I am going through the proof in Royden's Real Analysis of the following proposition:
Let f and g be be bounded measurable functions on a set of finite measure E. Then for any $\alpha$ and $\beta$:
$\int_{E}(\alpha f+\beta g)=\alpha\int_{E}f+\beta\int_{E}g$
The proof starts by establishing linearity for $\beta=0$, which I could follow without problems.

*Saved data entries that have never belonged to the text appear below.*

//! The pipeline driver.
//!
//! The only component aware of the full stage graph. Stages are strictly
//! ordered; within a stage, per-entry work fans out through the executor
//! and the stage barrier is the executor's join. All other components are
//! pure transformations over explicit inputs and outputs.

use crate::cache::{ContentHash, DerivationCache};
use crate::error::PipelineError;
use crate::report::{ArtifactSummary, FailedTarget, RunReport};
use crate::sink::WarningSink;
use kosha_deconstruct::deconstruct;
use kosha_export_core::{Artifact, Exporter, PackagingConfig};
use kosha_grammar::{RuleTable, build_forms};
use kosha_idf::RenderedEntry;
use kosha_render::{RenderContext, render_entry};
use kosha_traits::{
    Archiver, CancelToken, EntryStore, Executor, InMemoryArchiver, NamedBlob, Scheme,
    Transliterator,
};
use kosha_types::{Deconstruction, Entry, GrammarForm, Stage, Warning, WarningKind};
use kosha_xref::{HeadwordIndex, XrefGraph, resolve_references};
use log::{info, warn};
use std::collections::BTreeSet;
use std::fmt;
use std::sync::{Arc, Mutex};
use std::time::Instant;

/// The driver's state machine.
///
/// `Failed(stage)` is terminal and reachable from any non-terminal state
/// on a fatal error. Non-fatal per-item issues accumulate in the warning
/// sink and never change the path through these states.
#[derive(Debug, Clone, Copy, PartialEq, Eq)]
pub enum PipelineState {
    Idle,
    Loading,
    Deriving,
    Resolving,
    Rendering,
    Exporting,
    Packaging,
    Done,
    Failed(Stage),
}

impl fmt::Display for PipelineState {
    fn fmt(&self, f: &mut fmt::Formatter<'_>) -> fmt::Result {
        match self {
            PipelineState::Idle => f.write_str("idle"),
            PipelineState::Loading => f.write_str("loading"),
            PipelineState::Deriving => f.write_str("deriving"),
            PipelineState::Resolving => f.write_str("resolving"),
            PipelineState::Rendering => f.write_str("rendering"),
            PipelineState::Exporting => f.write_str("exporting"),
            PipelineState::Packaging => f.write_str("packaging"),
            PipelineState::Done => f.write_str("done"),
            PipelineState::Failed(stage) => write!(f, "failed({})", stage),
        }
    }
}

/// Run-level options beyond the packaging config.
#[derive(Debug, Clone, Default)]
pub struct DriverOptions {
    pub packaging: PackagingConfig,
    /// Restrict the export to entries filing under these letters. The
    /// derivation and resolution stages always see the full entry set so
    /// referential integrity is judged globally; the filter applies at
    /// the export boundary.
    pub filter_letters: Option<BTreeSet<String>>,
    /// Enable the content-hash derivation caches across runs of this
    /// driver instance.
    pub use_cache: bool,
}

/// The result of one run: the report always, the release only on success.
#[derive(Debug)]
pub struct RunOutcome {
    pub report: RunReport,
    pub release: Result<NamedBlob, PipelineError>,
}

/// Per-entry output of the Deriving stage.
struct DeriveOutcome {
    forms: Vec<GrammarForm>,
    deconstruction: Option<Deconstruction>,
    deconstruction_failed: bool,
}

type GrammarCache = DerivationCache<(Vec<GrammarForm>, Vec<Warning>)>;
type RenderCache = DerivationCache<(RenderedEntry, Vec<Warning>)>;

/// Orchestrates stage ordering, per-stage completion, and final packaging.
pub struct PipelineDriver<E: Executor> {
    store: Arc<dyn EntryStore>,
    rules: Arc<RuleTable>,
    executor: E,
    exporters: Vec<Box<dyn Exporter>>,
    archiver: Box<dyn Archiver>,
    transliterator: Option<(Arc<dyn Transliterator>, Scheme)>,
    options: DriverOptions,
    cancel: CancelToken,
    state: PipelineState,
    grammar_cache: Arc<Mutex<GrammarCache>>,
    render_cache: Arc<Mutex<RenderCache>>,
}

It then goes into establishing linearity for $\alpha=\beta=1$. It goes like this: Let $\psi_{1}$ and $\psi_{2}$ be simple functions for which $f\leq\psi_{1}$ and $g\leq\psi_{2}$ on E. Then $\psi_{1}+\psi_{2}$ is a simple funciton and $f+g\leq\psi_{1}+\psi_{2}$ on E. Hence, since $\int_{E}(f+g)$ is equal to the Upper Lebesgue integral of f+g over E, by the linearity of integration for simple functions, $\int_{E}(f+g)\leq\int_{E}(\psi_{1}+\psi_{2})=\int_{E}\psi_{1}+\int_{E}\psi_{2}$
To which point I can follow and understand, however the next paragraph is the one I am having difficulties understanding:
The greatest lower bound for the sums of integrals on the right-hand side, as $\psi_{1}$ and $\psi_{2}$ vary among simple functions for which $f\leq\psi_{1}$ and $g\leq\psi_{2}$, equals $\int_{E}f+\int_{E}g$. These inequalities tell us that $\int_{E}(f+g)$ is a lower bound for these sums. Therefore, $\int_{E}(f+g)\leq\int_{E}f+\int_{E}g$
Specifically, how are we moving from
$inf\{\psi_{1}:\psi_{1}\mbox{ simple and }f\leq\psi_{1}\} = \int_{E}f$
$inf\{\psi_{2}:\psi_{2}\mbox{ simple and }g\leq\psi_{2}\} = \int_{E}g$
To the result?